Exercise goal:
For the string "RwLock", count the lines in the records below that contain it. Answer with that number alone.

Data provided:
//! Orchestrator lifecycle state machine

use std::fmt;

use chrono::{DateTime, Utc};
use serde::{Deserialize, Serialize};
use tokio::sync::{RwLock, broadcast};
use tracing::info;

use crate::error::StateError;

/// Capacity of the transition broadcast channel.
const TRANSITION_CHANNEL_CAPACITY: usize = 64;

/// Lifecycle state of the orchestrator.
#[derive(Debug, Clone, Copy, PartialEq, Eq, Hash, Serialize, Deserialize)]
#[serde(rename_all = "SCREAMING_SNAKE_CASE")]
pub enum OrchestratorState {
    Initializing,
    Ready,
    Running,
    Optimizing,
    Maintenance,
    Error,
}

impl OrchestratorState {
    pub fn as_str(self) -> &'static str {
        match self {
            Self::Initializing => "INITIALIZING",
            Self::Ready => "READY",
            Self::Running => "RUNNING",
            Self::Optimizing => "OPTIMIZING",
            Self::Maintenance => "MAINTENANCE",
            Self::Error => "ERROR",
        }
    }

    /// Whether `self → to` is in the transition table.
    pub fn can_transition_to(self, to: Self) -> bool {
        use OrchestratorState::*;
        matches!(
            (self, to),
            (Initializing, Ready | Error)
                | (Ready, Running | Optimizing | Maintenance | Error)
                | (Running, Optimizing | Maintenance | Error)
                | (Optimizing, Ready | Running | Maintenance | Error)
                | (Maintenance, Ready | Error)
                | (Error, Maintenance)
        )
    }

    /// Whether events are dispatched in this state.
    pub fn accepts_events(self) -> bool {
        !matches!(self, Self::Initializing | Self::Error)
    }

    /// Whether an optimization cycle may start from this state.
    pub fn can_optimize(self) -> bool {
        matches!(self, Self::Ready | Self::Running)
    }
}

impl fmt::Display for OrchestratorState {
    fn fmt(&self, f: &mut fmt::Formatter<'_>) -> fmt::Result {
        f.write_str(self.as_str())
    }
}

/// One applied transition.
#[derive(Debug, Clone, PartialEq, Serialize, Deserialize)]
pub struct StateTransition {
    pub from: OrchestratorState,
    pub to: OrchestratorState,
    pub reason: String,
    pub at: DateTime<Utc>,
}

/// Holds the current state. All changes go through [`StateMachine::transition`],
/// which applies one transition at a time and broadcasts it.
pub struct StateMachine {
    state: RwLock<OrchestratorState>,
    transitions: broadcast::Sender<StateTransition>,
}

impl StateMachine {
    pub fn new() -> Self {
        let (transitions, _) = broadcast::channel(TRANSITION_CHANNEL_CAPACITY);
        Self {
            state: RwLock::new(OrchestratorState::Initializing),
            transitions,
        }
    }

    pub async fn current(&self) -> OrchestratorState {
        *self.state.read().await
    }

    pub fn subscribe(&self) -> broadcast::Receiver<StateTransition> {
        self.transitions.subscribe()
    }

    /// Move from the current state to `to`.
    pub async fn transition(
        &self,
        to: OrchestratorState,
        reason: impl Into<String>,
    ) -> Result<StateTransition, StateError> {
        let mut state = self.state.write().await;
        self.apply(&mut state, to, reason.into())
    }

    /// Move to `to` only if the current state is `expected`.
    pub async fn transition_from(
        &self,
        expected: OrchestratorState,
        to: OrchestratorState,
        reason: impl Into<String>,
    ) -> Result<StateTransition, StateError> {
        let mut state = self.state.write().await;
        if *state != expected {
            return Err(StateError::Unexpected {
                expected,
                actual: *state,
            });
        }
        self.apply(&mut state, to, reason.into())
    }

    fn apply(
        &self,
        state: &mut OrchestratorState,
        to: OrchestratorState,
        reason: String,
    ) -> Result<StateTransition, StateError> {
        let from = *state;
        if !from.can_transition_to(to) {
            return Err(StateError::InvalidTransition { from, to });
        }
        *state = to;

        let transition = StateTransition {
            from,
            to,
            reason,
            at: Utc::now(),
        };
        info!(from = %from, to = %to, reason = %transition.reason, "Orchestrator state changed");
        // No subscribers is fine.
        let _ = self.transitions.send(transition.clone());
        Ok(transition)
    }
}

impl Default for StateMachine {
    fn default() -> Self {
        Self::new()
    }
}

#[cfg(test)]
mod tests {
    use super::*;
    use OrchestratorState::*;

    const ALL: [OrchestratorState; 6] = [Initializing, Ready, Running, Optimizing, Maintenance, Error];

    #[test]
    fn every_state_can_fail_except_error() {
        for state in ALL {
            assert_eq!(state.can_transition_to(Error), state != Error, "{state}");
        }
    }

    #[test]
    fn only_running_and_optimizing_cycle() {
        assert!(Running.can_transition_to(Optimizing));
        assert!(Optimizing.can_transition_to(Running));
        assert!(!Maintenance.can_transition_to(Running));
        assert!(!Error.can_transition_to(Ready));
        for state in ALL {
            assert!(!state.can_transition_to(Initializing));
            assert!(!state.can_transition_to(state));
        }
    }

    #[test]
    fn state_serializes_uppercase() {
        assert_eq!(serde_json::to_string(&Maintenance).unwrap(), "\"MAINTENANCE\"");
        assert_eq!(Optimizing.to_string(), "OPTIMIZING");
    }

    #[tokio::test]
    async fn transition_applies_and_broadcasts() {
        let machine = StateMachine::new();
        let mut rx = machine.subscribe();

        machine.transition(Ready, "init complete").await.unwrap();
        assert_eq!(machine.current().await, Ready);

        let t = rx.recv().await.unwrap();
        assert_eq!((t.from, t.to), (Initializing, Ready));
        assert_eq!(t.reason, "init complete");
    }

    #[tokio::test]
    async fn invalid_transition_leaves_state_unchanged() {
        let machine = StateMachine::new();
        let err = machine.transition(Optimizing, "too early").await.unwrap_err();
        assert_eq!(
            err,
            StateError::InvalidTransition {
                from: Initializing,
                to: Optimizing
            }
        );
        assert_eq!(machine.current().await, Initializing);
    }

    #[tokio::test]
    async fn transition_from_checks_expected_state() {
        let machine = StateMachine::new();
        machine.transition(Ready, "init").await.unwrap();

        let err = machine
            .transition_from(Optimizing, Running, "cycle done")
            .await
            .unwrap_err();
        assert_eq!(
            err,
            StateError::Unexpected {
                expected: Optimizing,
                actual: Ready
            }
        );
        machine.transition_from(Ready, Running, "first event").await.unwrap();
        assert_eq!(machine.current().await, Running);
    }
}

Your solution:
3